━━ RECORD EXCERPTS ━━

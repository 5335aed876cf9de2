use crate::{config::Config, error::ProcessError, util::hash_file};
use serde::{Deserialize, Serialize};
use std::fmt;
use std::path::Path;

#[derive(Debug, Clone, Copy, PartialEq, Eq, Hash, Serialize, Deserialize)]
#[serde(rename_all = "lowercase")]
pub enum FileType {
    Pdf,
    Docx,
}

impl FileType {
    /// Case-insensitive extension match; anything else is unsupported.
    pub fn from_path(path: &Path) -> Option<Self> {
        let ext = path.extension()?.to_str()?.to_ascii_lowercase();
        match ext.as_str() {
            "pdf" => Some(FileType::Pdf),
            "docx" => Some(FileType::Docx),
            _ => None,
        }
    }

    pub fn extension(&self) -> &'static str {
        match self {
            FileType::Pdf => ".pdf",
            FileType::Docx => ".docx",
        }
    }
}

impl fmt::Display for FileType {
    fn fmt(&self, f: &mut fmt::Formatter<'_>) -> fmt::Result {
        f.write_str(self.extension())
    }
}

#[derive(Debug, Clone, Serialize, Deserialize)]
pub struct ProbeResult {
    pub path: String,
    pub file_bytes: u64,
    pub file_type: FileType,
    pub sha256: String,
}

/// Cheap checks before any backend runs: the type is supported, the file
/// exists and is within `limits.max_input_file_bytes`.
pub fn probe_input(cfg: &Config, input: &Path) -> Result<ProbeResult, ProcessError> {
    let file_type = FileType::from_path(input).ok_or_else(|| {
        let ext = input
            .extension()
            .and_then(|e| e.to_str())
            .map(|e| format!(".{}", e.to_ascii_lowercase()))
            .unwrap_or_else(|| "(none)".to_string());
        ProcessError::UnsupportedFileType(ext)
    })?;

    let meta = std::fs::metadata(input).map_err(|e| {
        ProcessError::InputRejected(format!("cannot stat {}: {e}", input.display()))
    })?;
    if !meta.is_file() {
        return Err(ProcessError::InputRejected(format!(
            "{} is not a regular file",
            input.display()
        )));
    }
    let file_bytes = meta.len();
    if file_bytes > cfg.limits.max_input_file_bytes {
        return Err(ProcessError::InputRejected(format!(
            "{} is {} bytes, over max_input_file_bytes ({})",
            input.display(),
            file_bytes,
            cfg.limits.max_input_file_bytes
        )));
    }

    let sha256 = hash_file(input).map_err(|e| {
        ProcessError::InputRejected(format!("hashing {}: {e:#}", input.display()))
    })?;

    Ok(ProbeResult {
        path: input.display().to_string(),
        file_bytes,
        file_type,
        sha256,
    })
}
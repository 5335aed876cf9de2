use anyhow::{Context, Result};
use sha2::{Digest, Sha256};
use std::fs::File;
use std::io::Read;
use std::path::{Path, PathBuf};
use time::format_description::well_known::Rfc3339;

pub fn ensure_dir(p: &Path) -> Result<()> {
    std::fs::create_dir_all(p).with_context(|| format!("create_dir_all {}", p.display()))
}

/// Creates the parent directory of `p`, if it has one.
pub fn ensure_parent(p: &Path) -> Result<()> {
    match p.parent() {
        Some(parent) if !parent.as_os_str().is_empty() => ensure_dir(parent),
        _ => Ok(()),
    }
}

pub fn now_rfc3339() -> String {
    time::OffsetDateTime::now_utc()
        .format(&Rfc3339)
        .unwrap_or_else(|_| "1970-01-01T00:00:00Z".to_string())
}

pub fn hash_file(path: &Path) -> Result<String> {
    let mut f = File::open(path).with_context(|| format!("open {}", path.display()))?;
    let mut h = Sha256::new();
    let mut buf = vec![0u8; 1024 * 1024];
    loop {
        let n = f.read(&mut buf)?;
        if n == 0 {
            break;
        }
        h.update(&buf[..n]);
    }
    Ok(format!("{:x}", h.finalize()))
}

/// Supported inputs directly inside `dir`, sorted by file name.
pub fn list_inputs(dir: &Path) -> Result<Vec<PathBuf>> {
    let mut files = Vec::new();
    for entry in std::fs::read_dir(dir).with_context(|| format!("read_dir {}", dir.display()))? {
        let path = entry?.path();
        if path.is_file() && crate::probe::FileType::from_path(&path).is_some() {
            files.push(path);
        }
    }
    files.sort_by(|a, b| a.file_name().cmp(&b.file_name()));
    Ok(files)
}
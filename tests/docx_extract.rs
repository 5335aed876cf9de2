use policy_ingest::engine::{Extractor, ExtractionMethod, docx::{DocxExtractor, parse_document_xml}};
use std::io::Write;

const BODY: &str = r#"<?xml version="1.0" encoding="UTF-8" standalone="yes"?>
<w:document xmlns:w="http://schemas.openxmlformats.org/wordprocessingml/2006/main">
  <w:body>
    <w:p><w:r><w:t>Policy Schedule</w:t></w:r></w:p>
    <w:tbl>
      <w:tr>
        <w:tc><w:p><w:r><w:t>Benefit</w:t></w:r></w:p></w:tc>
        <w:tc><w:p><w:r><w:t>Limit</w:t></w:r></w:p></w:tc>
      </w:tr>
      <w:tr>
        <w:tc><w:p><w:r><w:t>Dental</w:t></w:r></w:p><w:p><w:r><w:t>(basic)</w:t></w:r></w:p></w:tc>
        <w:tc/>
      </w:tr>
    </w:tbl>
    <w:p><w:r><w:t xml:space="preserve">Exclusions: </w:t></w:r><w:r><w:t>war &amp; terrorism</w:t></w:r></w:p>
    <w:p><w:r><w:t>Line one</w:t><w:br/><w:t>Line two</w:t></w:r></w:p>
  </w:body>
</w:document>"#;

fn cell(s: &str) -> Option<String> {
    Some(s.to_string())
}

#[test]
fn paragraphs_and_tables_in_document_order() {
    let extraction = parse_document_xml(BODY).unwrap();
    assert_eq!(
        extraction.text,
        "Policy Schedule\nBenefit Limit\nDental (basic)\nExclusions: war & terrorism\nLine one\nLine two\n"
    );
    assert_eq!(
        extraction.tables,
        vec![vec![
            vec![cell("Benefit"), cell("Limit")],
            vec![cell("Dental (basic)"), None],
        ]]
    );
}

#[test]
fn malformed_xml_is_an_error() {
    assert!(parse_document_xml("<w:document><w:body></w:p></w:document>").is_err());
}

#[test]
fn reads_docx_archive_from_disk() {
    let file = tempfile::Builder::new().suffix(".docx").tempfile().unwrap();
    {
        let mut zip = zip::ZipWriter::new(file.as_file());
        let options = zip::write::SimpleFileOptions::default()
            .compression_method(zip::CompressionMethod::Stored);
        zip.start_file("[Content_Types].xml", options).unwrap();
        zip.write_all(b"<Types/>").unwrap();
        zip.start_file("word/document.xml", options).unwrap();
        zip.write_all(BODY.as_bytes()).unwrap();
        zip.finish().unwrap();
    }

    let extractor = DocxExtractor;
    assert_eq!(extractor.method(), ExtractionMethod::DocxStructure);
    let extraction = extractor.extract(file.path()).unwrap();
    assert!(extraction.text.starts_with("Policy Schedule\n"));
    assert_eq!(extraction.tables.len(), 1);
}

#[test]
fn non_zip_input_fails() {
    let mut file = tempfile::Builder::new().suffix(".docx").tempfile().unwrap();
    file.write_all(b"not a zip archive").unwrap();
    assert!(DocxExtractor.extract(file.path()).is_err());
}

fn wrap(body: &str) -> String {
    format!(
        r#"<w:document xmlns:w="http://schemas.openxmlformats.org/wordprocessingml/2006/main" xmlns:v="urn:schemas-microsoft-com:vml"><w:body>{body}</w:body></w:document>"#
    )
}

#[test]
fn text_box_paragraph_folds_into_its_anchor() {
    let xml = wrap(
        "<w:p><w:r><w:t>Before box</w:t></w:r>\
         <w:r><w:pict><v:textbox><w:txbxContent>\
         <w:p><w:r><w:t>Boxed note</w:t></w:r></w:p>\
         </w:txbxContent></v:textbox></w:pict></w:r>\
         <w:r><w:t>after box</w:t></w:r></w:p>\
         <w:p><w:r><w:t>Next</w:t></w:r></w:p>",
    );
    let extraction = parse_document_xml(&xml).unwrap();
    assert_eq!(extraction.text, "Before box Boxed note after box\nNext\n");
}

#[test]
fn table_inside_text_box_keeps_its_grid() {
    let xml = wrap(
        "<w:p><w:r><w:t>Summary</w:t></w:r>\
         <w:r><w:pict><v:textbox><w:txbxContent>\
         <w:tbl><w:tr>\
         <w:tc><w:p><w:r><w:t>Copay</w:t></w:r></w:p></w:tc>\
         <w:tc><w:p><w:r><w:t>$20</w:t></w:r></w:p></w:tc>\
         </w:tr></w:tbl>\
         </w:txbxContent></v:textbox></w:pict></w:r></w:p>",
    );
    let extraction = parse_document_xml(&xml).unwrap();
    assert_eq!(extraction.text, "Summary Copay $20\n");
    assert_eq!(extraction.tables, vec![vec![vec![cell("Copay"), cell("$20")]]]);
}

━━━

__TASK REQUIREMENTS__
Note every line of the entries in which "files" appears, and copy it down.

__EXERCISE SOLUTION__
    let mut files = Vec::new();
            files.push(path);
    files.sort_by(|a, b| a.file_name().cmp(&b.file_name()));
    Ok(files)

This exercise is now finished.